There are times in life when it’s hard not to feel sorry for ourselves, and this is definitely one of them. We’re grieving for our old way of life, when we could come and go as we pleased, hang out with friends and family, and being in a large crowd wasn’t dangerous and illegal. We’re worried that we might get seriously ill, or that someone we love might get sick and or die, and our hearts break for all of those who are grieving a loved one right now or battling this virus themselves. It’s natural to feel overwhelmed, anxious and depressed, and of course, that is often exactly what we are feeling these days.
But we’re in this for the long haul, and personally, I can’t live in a constant state of worry and fear. So I try very hard to focus on the things in my life that are still good, right here and now, even in the midst of the chaos. And I’ve found that once I stop worrying quite so much about what might happen and yearning quite so much for what I once had, I realize that there are still many things in my life that inspire nothing but gratitude.
I’m grateful that I still have my health, and that no one in my family has yet caught this virus. I know that can change at any time, which is why I’m also incredibly grateful for all the brave souls in the health care field who are risking their own health every time they go to work. Their dedication and courage will not be forgotten anytime soon.
I’m glad that I’m able to provide childcare for my grandson while his daycare is closed, because few things are better than spending time with a grandchild. And as anyone who cares for toddlers knows, they are a wonderful distraction from the worries in life, both big and small.
I’m grateful that I have a back yard I can enjoy when I feel the need to get out of my house, especially now that there are signs of Spring everywhere I look. In the midst of so much loss, it’s reassuring to see the signs of new life in the budding trees and the blooming flowers. Spring is all about new birth and renewal, and that’s a message we can use right now.
I’m grateful that so far, I’ve been able to get everything I truly need in terms of food and basic supplies. The empty shelves in the supermarkets do fill back up, and the temporary shortages remind me not to take any of it for granted. Even in the face of this contagious virus, people are still producing food and medicine, delivering it to the stores, and working at those stores so that the rest of us can have what we need to live. And immense gratitude is the only possible response.

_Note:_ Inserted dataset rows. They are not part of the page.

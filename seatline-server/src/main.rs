//! Seatline Server
//!
//! Capacity-limited event registration with ticket codes.

mod api;
mod config;
mod server;
mod shutdown;
mod state;

use clap::Parser;
use config::{ConfigLoader, get_database_url};
use seatline_core::events::{NotificationPublisher, notification_event_channel};
use seatline_core::notify::notifier_from_config;
use seatline_core::processors::{Janitor, NotificationSender};
use seatline_core::store::{EventStore, MemoryStore, PostgresStore};
use server::{build_router, run_server};
use sqlx::PgPool;
use sqlx::postgres::PgPoolOptions;
use state::AppState;
use std::net::SocketAddr;
use std::path::PathBuf;
use std::sync::Arc;
use tokio::sync::watch;
use tracing_subscriber::{EnvFilter, layer::SubscriberExt, util::SubscriberInitExt};

/// Seatline - event registration service
#[derive(Parser, Debug)]
#[command(name = "seatline-server")]
#[command(version, about, long_about = None)]
struct Args {
    /// Path to the configuration file
    #[arg(short, long, default_value = "./seatline.toml")]
    config: PathBuf,

    /// Override the listen address (e.g., 0.0.0.0:3000)
    #[arg(short, long)]
    listen: Option<SocketAddr>,

    /// Run database migrations on startup
    #[arg(long, default_value = "false")]
    migrate: bool,

    /// Emit logs as JSON lines
    #[arg(long, env = "SEATLINE_LOG_JSON", default_value = "false")]
    log_json: bool,
}

#[tokio::main]
async fn main() -> anyhow::Result<()> {
    // Parse command line arguments
    let args = Args::parse();

    // Initialize tracing
    init_tracing(args.log_json);

    tracing::info!("Starting seatline-server v{}", env!("CARGO_PKG_VERSION"));

    // Load configuration
    let config = ConfigLoader::new(&args.config, args.listen)
        .load()
        .map_err(|e| {
            tracing::error!("Failed to load configuration: {}", e);
            e
        })?;
    tracing::info!("Configuration loaded from {:?}", args.config);

    let (store, db_pool) = connect_store(args.migrate).await?;

    for event in &config.events {
        store.upsert_event(event.clone()).await.map_err(|e| {
            tracing::error!(event_id = %event.id, "Failed to seed event: {}", e);
            e
        })?;
    }
    tracing::info!("Seeded {} events", config.events.len());

    // Background processors
    let (shutdown_tx, shutdown_rx) = watch::channel(false);
    let (event_tx, event_rx) = notification_event_channel();
    let publisher = NotificationPublisher::new(event_tx);

    let state = AppState::new(
        store,
        &config.cache,
        config.rate_limit_policy(),
        Some(publisher),
    );

    let notification_sender = NotificationSender::new(
        notifier_from_config(&config.notifications),
        config.notifications.clone(),
        event_rx,
        shutdown_rx.clone(),
    );
    let janitor = Janitor::new(
        state.catalog.cache().clone(),
        state.limiter.clone(),
        config.cache.sweep_interval,
        shutdown_rx,
    );
    let sender_handle = tokio::spawn(notification_sender.run());
    let janitor_handle = tokio::spawn(janitor.run());

    // Build the router
    let router = build_router(state);

    // Run the server
    let listen_addr = config.server.listen;
    tracing::info!("Starting HTTP server on {}", listen_addr);
    let result = run_server(router, listen_addr).await;

    // Stop background processors
    let _ = shutdown_tx.send(true);
    for (name, handle) in [("notification sender", sender_handle), ("janitor", janitor_handle)] {
        if let Err(e) = handle.await {
            tracing::error!("Background processor {} panicked: {}", name, e);
        }
    }

    // Close database connections gracefully
    if let Some(db_pool) = db_pool {
        tracing::info!("Closing database connections...");
        db_pool.close().await;
    }
    tracing::info!("Server shutdown complete");

    result.map_err(Into::into)
}

/// Postgres when `DATABASE_URL` is set, the in-memory store otherwise.
async fn connect_store(migrate: bool) -> anyhow::Result<(Arc<dyn EventStore>, Option<PgPool>)> {
    let Some(database_url) = get_database_url() else {
        tracing::warn!("DATABASE_URL not set, using the in-memory store; data will not persist");
        return Ok((Arc::new(MemoryStore::new()), None));
    };

    // Create database connection pool
    tracing::info!("Connecting to database...");
    let db_pool = PgPoolOptions::new()
        .max_connections(10)
        .connect(&database_url)
        .await
        .map_err(|e| {
            tracing::error!("Failed to connect to database: {}", e);
            e
        })?;
    tracing::info!("Database connection established");

    // Run migrations if requested
    if migrate {
        tracing::info!("Running database migrations...");
        sqlx::migrate!("../migrations")
            .run(&db_pool)
            .await
            .map_err(|e| {
                tracing::error!("Failed to run migrations: {}", e);
                e
            })?;
        tracing::info!("Migrations completed successfully");
    }

    Ok((Arc::new(PostgresStore::new(db_pool.clone())), Some(db_pool)))
}

/// Initialize the tracing subscriber with environment-based filtering.
fn init_tracing(json: bool) {
    let filter = EnvFilter::try_from_default_env()
        .unwrap_or_else(|_| EnvFilter::new("info,sqlx=warn,tower_http=debug"));

    let registry = tracing_subscriber::registry().with(filter);
    if json {
        registry.with(tracing_subscriber::fmt::layer().json()).init();
    } else {
        registry.with(tracing_subscriber::fmt::layer()).init();
    }
}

I’m grateful for the small things that make these days so much easier to bear: getting lost in a good book, spending the evening playing Yahtzee with my husband, and talking to my mom on the phone every day, especially when she tells me she’s doing just fine. I’m cooking more than I have in years, so I’m especially grateful that my husband always tells me that what comes out of my kitchen “tastes great,” even those times when I know it doesn’t.
But most of all, I’m grateful for all the wonderful people in my life who take the time to stay in touch because there is no way in the world I would get through the upcoming weeks without their support. Sharing our worries, offering each other encouragement, helping each other find some way to laugh and be happy, even for a little while, makes all the difference. So to everyone who is reaching out right now, through phone calls, texts, emails, blogs, or social media….thank you. Because you are a reminder that together, we really will get through this. And I couldn’t possibly be more grateful for that.